The British election seems to have been all Brexit all the time. It was front and centre in the Conservative campaign, and afterward the badly beaten Labour Party’s shadow chancellor John McDonnell told the BBC: “This was the Brexit election. We hoped a wider range of issues would cut through and we’d have a debate, but that hasn’t happened.” Oh yes it did, because Brexit is where globalization met localism in Britain.

Thus, Brexit and Boris Johnson are the British answer to U.S. President Donald Trump. Both, like Trump, drive the smart set crazy, partly because they embody valid criticisms the elite can’t seem to hear.

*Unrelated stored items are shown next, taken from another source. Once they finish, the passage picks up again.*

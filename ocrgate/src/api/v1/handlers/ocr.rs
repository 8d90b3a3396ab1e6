//! v1 OCR handlers.
//!
//! Both endpoints run a job synchronously and return the job response in the
//! v1 envelope. Artifact persistence is best-effort and reported under
//! `artifacts`.

use axum::extract::rejection::JsonRejection;
use axum::extract::{Multipart, State};
use axum::Json;

use crate::api::v1::response::{ApiError, ApiResponse, ErrorCode};
use crate::api::AppState;
use crate::error::OcrGateError;
use crate::models::{validate_filename, JobRequest, JobResponse, Language};
use crate::pipeline::JobOptions;
use crate::services::ArtifactTarget;

fn parse_form_bool(value: &str) -> Option<bool> {
    match value.trim().to_lowercase().as_str() {
        "true" | "1" | "yes" | "on" => Some(true),
        "false" | "0" | "no" | "off" => Some(false),
        _ => None,
    }
}

/// `POST /api/v1/ocr`
#[utoipa::path(
    post,
    path = "/api/v1/ocr",
    tag = "ocr",
    operation_id = "ocr.run",
    request_body = JobRequest,
    responses(
        (status = 200, description = "Filtered detections and overlay image", body = JobResponse),
        (status = 400, description = "Invalid request or undecodable image", body = ApiError),
        (status = 502, description = "OCR engine failed", body = ApiError),
        (status = 503, description = "No OCR engine available", body = ApiError),
    )
)]
pub async fn run_ocr(
    State(state): State<AppState>,
    body: Result<Json<JobRequest>, JsonRejection>,
) -> ApiResponse<JobResponse> {
    let request = match body {
        Ok(Json(request)) => request,
        Err(rejection) => return OcrGateError::from(rejection).into(),
    };

    match state.pipeline.run(&request).await {
        Ok(outcome) => {
            let artifacts = state
                .artifacts
                .record(&ArtifactTarget::from(&request), &outcome)
                .await;
            ApiResponse::success(JobResponse {
                result: outcome.result,
                artifacts,
            })
        }
        Err(e) => e.into(),
    }
}

/// `POST /api/v1/ocr:upload`
///
/// Multipart form with a `file` part and optional `lang`, `confidence`,
/// `destinationFolder`, `filename` and `includeText` text parts.
#[utoipa::path(
    post,
    path = "/api/v1/ocr:upload",
    tag = "ocr",
    operation_id = "ocr.upload",
    request_body(content_type = "multipart/form-data", content = String, description = "Image file with optional lang, confidence, destinationFolder, filename and includeText fields"),
    responses(
        (status = 200, description = "Filtered detections and overlay image", body = JobResponse),
        (status = 400, description = "Invalid request or undecodable image", body = ApiError),
        (status = 502, description = "OCR engine failed", body = ApiError),
        (status = 503, description = "No OCR engine available", body = ApiError),
    )
)]
pub async fn upload_image(
    State(state): State<AppState>,
    mut multipart: Multipart,
) -> ApiResponse<JobResponse> {
    let mut file_bytes: Option<Vec<u8>> = None;
    let mut options = JobOptions {
        lang: Language::default(),
        confidence: None,
        include_text: true,
    };
    let mut target = ArtifactTarget::default();

    while let Ok(Some(field)) = multipart.next_field().await {
        let name = field.name().unwrap_or("").to_string();

        if name == "file" {
            match field.bytes().await {
                Ok(bytes) => file_bytes = Some(bytes.to_vec()),
                Err(e) => {
                    return ApiResponse::error(
                        ErrorCode::InvalidRequest,
                        format!("Failed to read file: {e}"),
                    );
                }
            }
            continue;
        }

        let value = match field.text().await {
            Ok(text) => text,
            Err(e) => {
                return ApiResponse::error(
                    ErrorCode::InvalidRequest,
                    format!("Invalid {name} field: {e}"),
                );
            }
        };

        match name.as_str() {
            "lang" => match value.parse::<Language>() {
                Ok(lang) => options.lang = lang,
                Err(e) => return ApiResponse::error(ErrorCode::InvalidRequest, e),
            },
            "confidence" => match value.trim().parse::<f64>() {
                Ok(confidence) => options.confidence = Some(confidence),
                Err(_) => {
                    return ApiResponse::error(
                        ErrorCode::InvalidRequest,
                        format!("confidence must be a number, got '{value}'"),
                    );
                }
            },
            "destinationFolder" | "destination_folder" => {
                if !value.trim().is_empty() {
                    target.folder = Some(value);
                }
            }
            "filename" => {
                if let Err(e) = validate_filename(&value) {
                    return e.into();
                }
                target.filename = Some(value);
            }
            "includeText" | "include_text" => match parse_form_bool(&value) {
                Some(include) => options.include_text = include,
                None => {
                    return ApiResponse::error(
                        ErrorCode::InvalidRequest,
                        "includeText must be one of true/false/1/0/yes/no",
                    );
                }
            },
            _ => {}
        }
    }

    let Some(bytes) = file_bytes else {
        return ApiResponse::error(ErrorCode::InvalidRequest, "Missing required 'file' field");
    };

    match state.pipeline.run_bytes(bytes, options).await {
        Ok(outcome) => {
            let artifacts = state.artifacts.record(&target, &outcome).await;
            ApiResponse::success(JobResponse {
                result: outcome.result,
                artifacts,
            })
        }
        Err(e) => e.into(),
    }
}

The 2019 electoral map of Britain is a remarkable sea of Tory blue until it turns Scottish National Party yellow. As with the 2019 Canadian election, this high-angle view can mislead because there’s a fair bit of Labour red concentrated in dense urban areas, primarily Greater London, Greater Manchester and Liverpool, Greater Newcastle-on-Tyne, and Greater Cardiff and Swansea in south Wales. But it reveals more than it conceals because it tells us Brexit voters are, by and large, English people outside the cosmopolitan centres who felt left out of globalization.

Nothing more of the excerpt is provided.